Your answer should be the records below, written out exactly.

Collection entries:
________________________________________
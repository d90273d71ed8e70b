//! Per-keystroke feature derivation.
//!
//! Each accepted key press becomes one `DerivedFeatureRecord`. The deriver
//! expects events already ordered by `EventNormalizer`; statistics that
//! need neighbouring records are filled in afterwards by `RollingStatistics`.

use crate::collector::types::{ClientClass, KeystrokeEvent, Session};
use crate::core::tracker::KeystrokeTracker;
use serde::{Deserialize, Serialize};

/// Upper bound for flight time. Longer gaps are thinking pauses, not rhythm.
pub const FLIGHT_TIME_CEILING_MS: i64 = 2000;

/// Digraph of the first accepted key press in a session.
pub const START_DIGRAPH: &str = "START";

/// Session-level attributes stamped onto every record.
#[derive(Debug, Clone, PartialEq, Eq)]
pub struct SessionContext {
    pub session_id: String,
    pub label: u8,
    pub client_class: ClientClass,
}

impl SessionContext {
    pub fn from_session(session: &Session) -> Self {
        Self {
            session_id: session.id.clone(),
            label: session.label(),
            client_class: session.client_class(),
        }
    }

    /// Context for an unlabeled live stream.
    pub fn live() -> Self {
        Self {
            session_id: "live".to_string(),
            label: 0,
            client_class: ClientClass::Desktop,
        }
    }
}

/// Features of one accepted key press.
#[derive(Debug, Clone, PartialEq, Serialize, Deserialize)]
pub struct DerivedFeatureRecord {
    pub session_id: String,
    /// Zero-based position among the session's accepted presses
    pub sequence_idx: usize,
    pub char: String,
    /// Milliseconds since the previous accepted press, clamped to [0, 2000]
    pub flight_time: i64,
    /// Key hold duration in milliseconds, when the release was observed
    pub dwell_time: Option<i64>,
    pub digraph: String,
    /// 1 if the physical key was backspace
    pub is_error: u8,
    pub label: u8,
    pub client_class: ClientClass,
    /// Sample variance of the trailing five flight times (0 until five exist)
    pub flight_time_var: f64,
    /// Per-session z-score of flight time (batch path only)
    pub flight_time_norm: Option<f64>,
}

/// Clamp a raw inter-key gap into `[0, FLIGHT_TIME_CEILING_MS]`.
pub fn clamp_flight_time(raw_ms: i64) -> i64 {
    raw_ms.clamp(0, FLIGHT_TIME_CEILING_MS)
}

/// Digraph label for a press given the previous accepted character.
pub fn digraph(previous: Option<&str>, current: &str) -> String {
    match previous {
        Some(prev) => format!("{prev}-{current}"),
        None => START_DIGRAPH.to_string(),
    }
}

/// Turns an ordered event stream into feature records.
pub struct FeatureDeriver;

impl FeatureDeriver {
    /// Derive one record per accepted key press of `events`.
    ///
    /// Presses whose character is the unresolved sentinel are skipped
    /// without touching flight or digraph state, but they do end any pending
    /// press of the same key. Releases only contribute dwell times.
    pub fn derive(events: &[KeystrokeEvent], context: &SessionContext) -> Vec<DerivedFeatureRecord> {
        let mut records: Vec<DerivedFeatureRecord> = Vec::new();
        let mut tracker = KeystrokeTracker::new();
        let mut last_char: Option<String> = None;
        let mut rejected = 0usize;

        for event in events {
            if !event.is_down() {
                if let Some(dwell) = tracker.release(event) {
                    if let Some(record) = records.get_mut(dwell.record_idx) {
                        record.dwell_time = Some(dwell.dwell_ms);
                    }
                }
                continue;
            }

            if event.is_unresolved() {
                tracker.abandon(event);
                rejected += 1;
                continue;
            }

            let sequence_idx = records.len();
            let flight_time = clamp_flight_time(tracker.accept_down(event, sequence_idx));
            let ch = event.char_or_empty().to_string();

            records.push(DerivedFeatureRecord {
                session_id: context.session_id.clone(),
                sequence_idx,
                digraph: digraph(last_char.as_deref(), &ch),
                char: ch.clone(),
                flight_time,
                dwell_time: None,
                is_error: u8::from(event.is_backspace()),
                label: context.label,
                client_class: context.client_class,
                flight_time_var: 0.0,
                flight_time_norm: None,
            });

            last_char = Some(ch);
        }

        let unmatched = tracker.finish();
        tracing::debug!(
            session_id = %context.session_id,
            records = records.len(),
            rejected,
            unmatched,
            "Derived keystroke features"
        );

        records
    }
}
________________________________________
PROBLEM SOLUTION:
repository d90273d71ed8e70b
//! Per-keystroke feature derivation.
//!
//! Each accepted key press becomes one `DerivedFeatureRecord`. The deriver
//! expects events already ordered by `EventNormalizer`; statistics that
//! need neighbouring records are filled in afterwards by `RollingStatistics`.

use crate::collector::types::{ClientClass, KeystrokeEvent, Session};
use crate::core::tracker::KeystrokeTracker;
use serde::{Deserialize, Serialize};

/// Upper bound for flight time. Longer gaps are thinking pauses, not rhythm.
pub const FLIGHT_TIME_CEILING_MS: i64 = 2000;

/// Digraph of the first accepted key press in a session.
pub const START_DIGRAPH: &str = "START";

/// Session-level attributes stamped onto every record.
#[derive(Debug, Clone, PartialEq, Eq)]
pub struct SessionContext {
    pub session_id: String,
    pub label: u8,
    pub client_class: ClientClass,
}

impl SessionContext {
    pub fn from_session(session: &Session) -> Self {
        Self {
            session_id: session.id.clone(),
            label: session.label(),
            client_class: session.client_class(),
        }
    }

    /// Context for an unlabeled live stream.
    pub fn live() -> Self {
        Self {
            session_id: "live".to_string(),
            label: 0,
            client_class: ClientClass::Desktop,
        }
    }
}

/// Features of one accepted key press.
#[derive(Debug, Clone, PartialEq, Serialize, Deserialize)]
pub struct DerivedFeatureRecord {
    pub session_id: String,
    /// Zero-based position among the session's accepted presses
    pub sequence_idx: usize,
    pub char: String,
    /// Milliseconds since the previous accepted press, clamped to [0, 2000]
    pub flight_time: i64,
    /// Key hold duration in milliseconds, when the release was observed
    pub dwell_time: Option<i64>,
    pub digraph: String,
    /// 1 if the physical key was backspace
    pub is_error: u8,
    pub label: u8,
    pub client_class: ClientClass,
    /// Sample variance of the trailing five flight times (0 until five exist)
    pub flight_time_var: f64,
    /// Per-session z-score of flight time (batch path only)
    pub flight_time_norm: Option<f64>,
}

/// Clamp a raw inter-key gap into `[0, FLIGHT_TIME_CEILING_MS]`.
pub fn clamp_flight_time(raw_ms: i64) -> i64 {
    raw_ms.clamp(0, FLIGHT_TIME_CEILING_MS)
}

/// Digraph label for a press given the previous accepted character.
pub fn digraph(previous: Option<&str>, current: &str) -> String {
    match previous {
        Some(prev) => format!("{prev}-{current}"),
        None => START_DIGRAPH.to_string(),
    }
}

/// Turns an ordered event stream into feature records.
pub struct FeatureDeriver;

impl FeatureDeriver {
    /// Derive one record per accepted key press of `events`.
    ///
    /// Presses whose character is the unresolved sentinel are skipped
    /// without touching flight or digraph state, but they do end any pending
    /// press of the same key. Releases only contribute dwell times.
    pub fn derive(events: &[KeystrokeEvent], context: &SessionContext) -> Vec<DerivedFeatureRecord> {
        let mut records: Vec<DerivedFeatureRecord> = Vec::new();
        let mut tracker = KeystrokeTracker::new();
        let mut last_char: Option<String> = None;
        let mut rejected = 0usize;

        for event in events {
            if !event.is_down() {
                if let Some(dwell) = tracker.release(event) {
                    if let Some(record) = records.get_mut(dwell.record_idx) {
                        record.dwell_time = Some(dwell.dwell_ms);
                    }
                }
                continue;
            }

            if event.is_unresolved() {
                tracker.abandon(event);
                rejected += 1;
                continue;
            }

            let sequence_idx = records.len();
            let flight_time = clamp_flight_time(tracker.accept_down(event, sequence_idx));
            let ch = event.char_or_empty().to_string();

            records.push(DerivedFeatureRecord {
                session_id: context.session_id.clone(),
                sequence_idx,
                digraph: digraph(last_char.as_deref(), &ch),
                char: ch.clone(),
                flight_time,
                dwell_time: None,
                is_error: u8::from(event.is_backspace()),
                label: context.label,
                client_class: context.client_class,
                flight_time_var: 0.0,
                flight_time_norm: None,
            });

            last_char = Some(ch);
        }

        let unmatched = tracker.finish();
        tracing::debug!(
            session_id = %context.session_id,
            records = records.len(),
            rejected,
            unmatched,
            "Derived keystroke features"
        );

        records
    }
}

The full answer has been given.